Could you retype every line of the data underneath without altering anything?

*** Task input ***

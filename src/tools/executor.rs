//! Sequential execution of model-requested tool calls.

use super::artifacts::parse_result;
use super::{ToolSet, WorkspaceToolbox};
use crate::conversation::domain::{ArtifactSet, CreatedEntity};
use crate::external::{CallError, CallGuard};
use crate::model::domain::ToolCallRequest;
use chrono::{DateTime, Utc};
use serde::{Deserialize, Serialize};
use tracing::{info, instrument, warn};

const OBSERVATION_PREVIEW_CHARS: usize = 4_000;

/// How a single tool call ended.
#[derive(Debug, Clone, Copy, PartialEq, Eq, Serialize, Deserialize)]
#[serde(rename_all = "snake_case")]
pub enum ToolOutcome {
    /// The tool ran and returned a result.
    Succeeded,
    /// The tool ran and failed.
    Failed,
    /// The model asked for a tool outside the active set.
    Unavailable,
}

/// A human-readable record of one tool call, fed back to the model.
#[derive(Debug, Clone, PartialEq, Eq, Serialize, Deserialize)]
#[serde(rename_all = "camelCase")]
pub struct ToolObservation {
    /// Provider call identifier.
    pub call_id: String,
    /// Tool name as requested by the model.
    pub tool: String,
    /// How the call ended.
    pub outcome: ToolOutcome,
    /// The tool result or failure description.
    pub text: String,
}

impl ToolObservation {
    fn render(&self) -> String {
        let status = match self.outcome {
            ToolOutcome::Succeeded => "ok",
            ToolOutcome::Failed => "failed",
            ToolOutcome::Unavailable => "not available",
        };
        let preview: String = self.text.chars().take(OBSERVATION_PREVIEW_CHARS).collect();
        format!("[{}] {} ({status}): {preview}", self.call_id, self.tool)
    }
}

/// Everything one round of tool calls produced.
#[derive(Debug, Clone, Default, PartialEq)]
pub struct ToolRound {
    /// One observation per requested call, in request order.
    pub observations: Vec<ToolObservation>,
    /// Artifacts, unique by id.
    pub artifacts: ArtifactSet,
    /// Entities created by the round.
    pub created: Vec<CreatedEntity>,
}

impl ToolRound {
    /// Renders the synthetic observation turn appended to the transcript.
    #[must_use]
    pub fn observation_message(&self) -> String {
        let mut message = String::from("Tool results:");
        for observation in &self.observations {
            message.push('\n');
            message.push_str(&observation.render());
        }
        message
    }

    /// Returns how many calls failed or were unavailable.
    #[must_use]
    pub fn failure_count(&self) -> usize {
        self.observations
            .iter()
            .filter(|observation| observation.outcome != ToolOutcome::Succeeded)
            .count()
    }
}

/// Runs tool calls one after another against a [`WorkspaceToolbox`].
#[derive(Clone)]
pub struct ToolExecutor {
    toolbox: WorkspaceToolbox,
}

impl ToolExecutor {
    /// Creates an executor over `toolbox`.
    #[must_use]
    pub const fn new(toolbox: WorkspaceToolbox) -> Self {
        Self { toolbox }
    }

    /// Executes `calls` in order, restricted to `tools`.
    ///
    /// A failing call becomes a failure observation and the round carries
    /// on; later calls still see the side effects of earlier ones.
    ///
    /// # Errors
    ///
    /// Returns [`CallError::Cancelled`] when the turn is cancelled. No other
    /// failure escapes.
    #[instrument(skip_all, fields(calls = calls.len()))]
    pub async fn execute(
        &self,
        calls: &[ToolCallRequest],
        tools: &ToolSet,
        guard: &CallGuard,
        now: DateTime<Utc>,
    ) -> Result<ToolRound, CallError> {
        let mut round = ToolRound::default();
        for call in calls {
            if guard.is_cancelled() {
                return Err(CallError::Cancelled);
            }
            let Some(tool) = tools.resolve(&call.name) else {
                warn!(tool = %call.name, "model requested a tool outside the active set");
                round.observations.push(ToolObservation {
                    call_id: call.id.clone(),
                    tool: call.name.clone(),
                    outcome: ToolOutcome::Unavailable,
                    text: format!("Tool '{}' is not available in this context.", call.name),
                });
                continue;
            };

            match self.toolbox.call(tool, &call.arguments, guard).await {
                Ok(raw) => {
                    let parsed = parse_result(tool, &raw);
                    let outcome = if parsed.reported_failure {
                        warn!(%tool, call_id = %call.id, result = %raw, "tool reported failure");
                        ToolOutcome::Failed
                    } else {
                        info!(%tool, call_id = %call.id, "tool call succeeded");
                        ToolOutcome::Succeeded
                    };
                    round.artifacts.extend(parsed.artifacts);
                    round.created.extend(parsed.created.into_iter().map(|(id, kind, title)| {
                        CreatedEntity {
                            id,
                            kind,
                            title,
                            created_at: now,
                        }
                    }));
                    round.observations.push(ToolObservation {
                        call_id: call.id.clone(),
                        tool: call.name.clone(),
                        outcome,
                        text: raw,
                    });
                }
                Err(err) if err.is_cancelled() => return Err(CallError::Cancelled),
                Err(err) => {
                    warn!(%tool, call_id = %call.id, error = %err, "tool call failed");
                    let mut text = format!("Error executing {tool}: {err}");
                    if let Some(raw) = err.raw_output() {
                        text.push_str("\nModel output: ");
                        text.push_str(raw);
                    }
                    round.observations.push(ToolObservation {
                        call_id: call.id.clone(),
                        tool: call.name.clone(),
                        outcome: ToolOutcome::Failed,
                        text,
                    });
                }
            }
        }
        Ok(round)
    }
}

*** End of Task input ***

Answer to the exercise
filename src/tools/executor.rs
//! Sequential execution of model-requested tool calls.

use super::artifacts::parse_result;
use super::{ToolSet, WorkspaceToolbox};
use crate::conversation::domain::{ArtifactSet, CreatedEntity};
use crate::external::{CallError, CallGuard};
use crate::model::domain::ToolCallRequest;
use chrono::{DateTime, Utc};
use serde::{Deserialize, Serialize};
use tracing::{info, instrument, warn};

const OBSERVATION_PREVIEW_CHARS: usize = 4_000;

/// How a single tool call ended.
#[derive(Debug, Clone, Copy, PartialEq, Eq, Serialize, Deserialize)]
#[serde(rename_all = "snake_case")]
pub enum ToolOutcome {
    /// The tool ran and returned a result.
    Succeeded,
    /// The tool ran and failed.
    Failed,
    /// The model asked for a tool outside the active set.
    Unavailable,
}

/// A human-readable record of one tool call, fed back to the model.
#[derive(Debug, Clone, PartialEq, Eq, Serialize, Deserialize)]
#[serde(rename_all = "camelCase")]
pub struct ToolObservation {
    /// Provider call identifier.
    pub call_id: String,
    /// Tool name as requested by the model.
    pub tool: String,
    /// How the call ended.
    pub outcome: ToolOutcome,
    /// The tool result or failure description.
    pub text: String,
}

impl ToolObservation {
    fn render(&self) -> String {
        let status = match self.outcome {
            ToolOutcome::Succeeded => "ok",
            ToolOutcome::Failed => "failed",
            ToolOutcome::Unavailable => "not available",
        };
        let preview: String = self.text.chars().take(OBSERVATION_PREVIEW_CHARS).collect();
        format!("[{}] {} ({status}): {preview}", self.call_id, self.tool)
    }
}

/// Everything one round of tool calls produced.
#[derive(Debug, Clone, Default, PartialEq)]
pub struct ToolRound {
    /// One observation per requested call, in request order.
    pub observations: Vec<ToolObservation>,
    /// Artifacts, unique by id.
    pub artifacts: ArtifactSet,
    /// Entities created by the round.
    pub created: Vec<CreatedEntity>,
}

impl ToolRound {
    /// Renders the synthetic observation turn appended to the transcript.
    #[must_use]
    pub fn observation_message(&self) -> String {
        let mut message = String::from("Tool results:");
        for observation in &self.observations {
            message.push('\n');
            message.push_str(&observation.render());
        }
        message
    }

    /// Returns how many calls failed or were unavailable.
    #[must_use]
    pub fn failure_count(&self) -> usize {
        self.observations
            .iter()
            .filter(|observation| observation.outcome != ToolOutcome::Succeeded)
            .count()
    }
}

/// Runs tool calls one after another against a [`WorkspaceToolbox`].
#[derive(Clone)]
pub struct ToolExecutor {
    toolbox: WorkspaceToolbox,
}

impl ToolExecutor {
    /// Creates an executor over `toolbox`.
    #[must_use]
    pub const fn new(toolbox: WorkspaceToolbox) -> Self {
        Self { toolbox }
    }

    /// Executes `calls` in order, restricted to `tools`.
    ///
    /// A failing call becomes a failure observation and the round carries
    /// on; later calls still see the side effects of earlier ones.
    ///
    /// # Errors
    ///
    /// Returns [`CallError::Cancelled`] when the turn is cancelled. No other
    /// failure escapes.
    #[instrument(skip_all, fields(calls = calls.len()))]
    pub async fn execute(
        &self,
        calls: &[ToolCallRequest],
        tools: &ToolSet,
        guard: &CallGuard,
        now: DateTime<Utc>,
    ) -> Result<ToolRound, CallError> {
        let mut round = ToolRound::default();
        for call in calls {
            if guard.is_cancelled() {
                return Err(CallError::Cancelled);
            }
            let Some(tool) = tools.resolve(&call.name) else {
                warn!(tool = %call.name, "model requested a tool outside the active set");
                round.observations.push(ToolObservation {
                    call_id: call.id.clone(),
                    tool: call.name.clone(),
                    outcome: ToolOutcome::Unavailable,
                    text: format!("Tool '{}' is not available in this context.", call.name),
                });
                continue;
            };

            match self.toolbox.call(tool, &call.arguments, guard).await {
                Ok(raw) => {
                    let parsed = parse_result(tool, &raw);
                    let outcome = if parsed.reported_failure {
                        warn!(%tool, call_id = %call.id, result = %raw, "tool reported failure");
                        ToolOutcome::Failed
                    } else {
                        info!(%tool, call_id = %call.id, "tool call succeeded");
                        ToolOutcome::Succeeded
                    };
                    round.artifacts.extend(parsed.artifacts);
                    round.created.extend(parsed.created.into_iter().map(|(id, kind, title)| {
                        CreatedEntity {
                            id,
                            kind,
                            title,
                            created_at: now,
                        }
                    }));
                    round.observations.push(ToolObservation {
                        call_id: call.id.clone(),
                        tool: call.name.clone(),
                        outcome,
                        text: raw,
                    });
                }
                Err(err) if err.is_cancelled() => return Err(CallError::Cancelled),
                Err(err) => {
                    warn!(%tool, call_id = %call.id, error = %err, "tool call failed");
                    let mut text = format!("Error executing {tool}: {err}");
                    if let Some(raw) = err.raw_output() {
                        text.push_str("\nModel output: ");
                        text.push_str(raw);
                    }
                    round.observations.push(ToolObservation {
                        call_id: call.id.clone(),
                        tool: call.name.clone(),
                        outcome: ToolOutcome::Failed,
                        text,
                    });
                }
            }
        }
        Ok(round)
    }
}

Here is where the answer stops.